Essentiellement, les États-Unis veulent dominer le secteur de l'énergie. Ils ont apporté un grand changement, selon moi, dans leur engagement envers le changement climatique et certaines de ces choses-là. Selon vous, quelle sera leur relation avec l'Arabie saoudite et certains des autres pays producteurs de pétrole désormais? Vaudra-t-il la peine d'étudier le financement de l'extrémisme que l'on a constaté dans quelques-uns des pays, et surtout en Arabie saoudite, au fil des ans? Cela entrera-t-il en ligne de compte dans la conversation sur l'énergie, selon vous?
Pour ce qui est de la conversation sur l'énergie, l'industrie américaine, aujourd'hui, tout comme la canadienne, cherche à faire monter le plus possible la valeur du dollar par baril, parce que, franchement, une bonne part de l'industrie de la fracturation, où se trouvent aujourd'hui le gros des gains économiques des États-Unis, a besoin que le cours du pétrole s'établisse à 60 $ ou 70 $ le baril, et qu'elle ne sera pas rentable tant que le prix restera dans les 50 $. C'est un enjeu clé que nous observons également dans les sables bitumineux.

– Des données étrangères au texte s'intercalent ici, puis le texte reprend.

//! Authorize Job Handler

use std::sync::Arc;

use fieldwork_app::domain::jobs::data::Authorization;
use salvo::{
    oapi::{
        ToSchema,
        extract::{JsonBody, PathParam},
    },
    prelude::*,
};
use serde::{Deserialize, Serialize};
use uuid::Uuid;

use crate::{
    extensions::*,
    jobs::{errors::into_status_error, get::JobResponse, models::InvoiceDraftPayload},
    state::State,
};

#[derive(Debug, Serialize, Deserialize, ToSchema)]
pub(crate) struct AuthorizationResponse {
    /// Sum of line items
    pub subtotal: String,

    /// Sales tax, rounded to the cent
    pub tax: String,

    /// Signed price
    pub price: String,

    pub job: JobResponse,
}

impl From<Authorization> for AuthorizationResponse {
    fn from(authorization: Authorization) -> Self {
        AuthorizationResponse {
            subtotal: authorization.totals.subtotal.to_string(),
            tax: authorization.totals.tax.to_string(),
            price: authorization.totals.price.to_string(),
            job: authorization.job.into(),
        }
    }
}

/// Authorize Job Handler
///
/// Prices the job from its line items and moves it to `Authorized`.
#[endpoint(
    tags("jobs"),
    summary = "Authorize Job",
    security(("bearer_auth" = [])),
    responses(
        (status_code = StatusCode::OK, description = "Job authorized"),
        (status_code = StatusCode::BAD_REQUEST, description = "Unparseable amounts"),
        (status_code = StatusCode::NOT_FOUND, description = "Job not found"),
        (status_code = StatusCode::UNPROCESSABLE_ENTITY, description = "Invoice rejected"),
    ),
)]
pub(crate) async fn handler(
    job: PathParam<Uuid>,
    json: JsonBody<InvoiceDraftPayload>,
    depot: &mut Depot,
) -> Result<Json<AuthorizationResponse>, StatusError> {
    let state = depot.obtain_or_500::<Arc<State>>()?;
    depot.principal_or_401()?;

    let authorization = state
        .app
        .jobs
        .authorize(job.into_inner().into(), json.into_inner().into_draft()?)
        .await
        .map_err(into_status_error)?;

    Ok(Json(authorization.into()))
}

Ce que cela signifie pour les relations américano-saoudiennes, honnêtement, c'est que nous sommes à une époque où le pétrole n'a plus tout à fait sa place dans l'équation. La relation américano-saoudienne, du moins pour la Maison-Blanche d'aujourd'hui, s'articule davantage sur l'Iran. C'est là que sont concentrés une bonne part de ces deux alliés, et c'est là que les esprits se rencontrent. Les États-Unis et l'Arabie saoudite ont une très forte convergence de vues sur l'Iran: l'Iran est la bête noire de la région; il faut le contrer; il est expansionniste, au Yémen comme en Syrie; la dimension pétrolière est donc intéressante; je suis d'accord là-dessus. Dans ce cas, les Saoudiens souhaitent aussi une remontée des cours du pétrole maintenant. Ils ont déjà inondé le marché de leur pétrole pour en maintenir le coût à bas niveau afin de mettre la pression sur les Iraniens, mais c'est fini maintenant et les Saoudiens ont envie de voir le prix remonter.
Sur le même point, si vous me permettez, la raison pour laquelle les cours du pétrole sont si bas ne tient pas aux politiques de l'Arabie saoudite ou de l'OPEP. La réalité est que l'économie mondiale ne croît pas suffisamment et que les principaux acheteurs de pétrole dans le monde, des pays comme la Chine et, dans une mesure moindre, l'Inde et d'autres, ne connaissent pas la même croissance qui justifierait la marque magique de 150 $ que voudrait l'industrie pétrolière. Le cours du pétrole n'augmentera pas jusqu'à produire des taux de croissance du PIB de 46 % en Chine, par exemple.
Selon vous, quelle sera la place de la Turquie dans cette relation? Bien sûr, il y a toute la question kurde qui se pose par l'activité de Daech. Nous avons passé pas mal de temps au sous-comité des droits de l'homme à parler de la situation yézidie et des problèmes qui se posent dans les plaines de Ninive, mais comment voyez-vous les relations entre la Turquie et les États-Unis dans cette relation dont vous parlez également?
Encore une fois, il y a quelques semaines, j'aurais été plus confiante dans une analyse parce que le général Flynn se trouvait au coeur de la relation américano-turque, le général Flynn qui, nous le savons tous, est aujourd'hui discrédité. Flynn avait travaillé comme entrepreneur pour les Turcs, mais il aurait aussi promis à Erdogan et à d'autres en Turquie d'enlever et de prendre Gülen, le prêcheur autoproclamé et méprisé que l'establishment turc considère comme un cerveau du coup d'État terroriste de juillet de l'an dernier, de sorte que les Turcs donnaient l'impression de se lier d'amitié avec Flynn, et c'est pourquoi nous avons joui d'un certain appui réservé de Trump pour cela.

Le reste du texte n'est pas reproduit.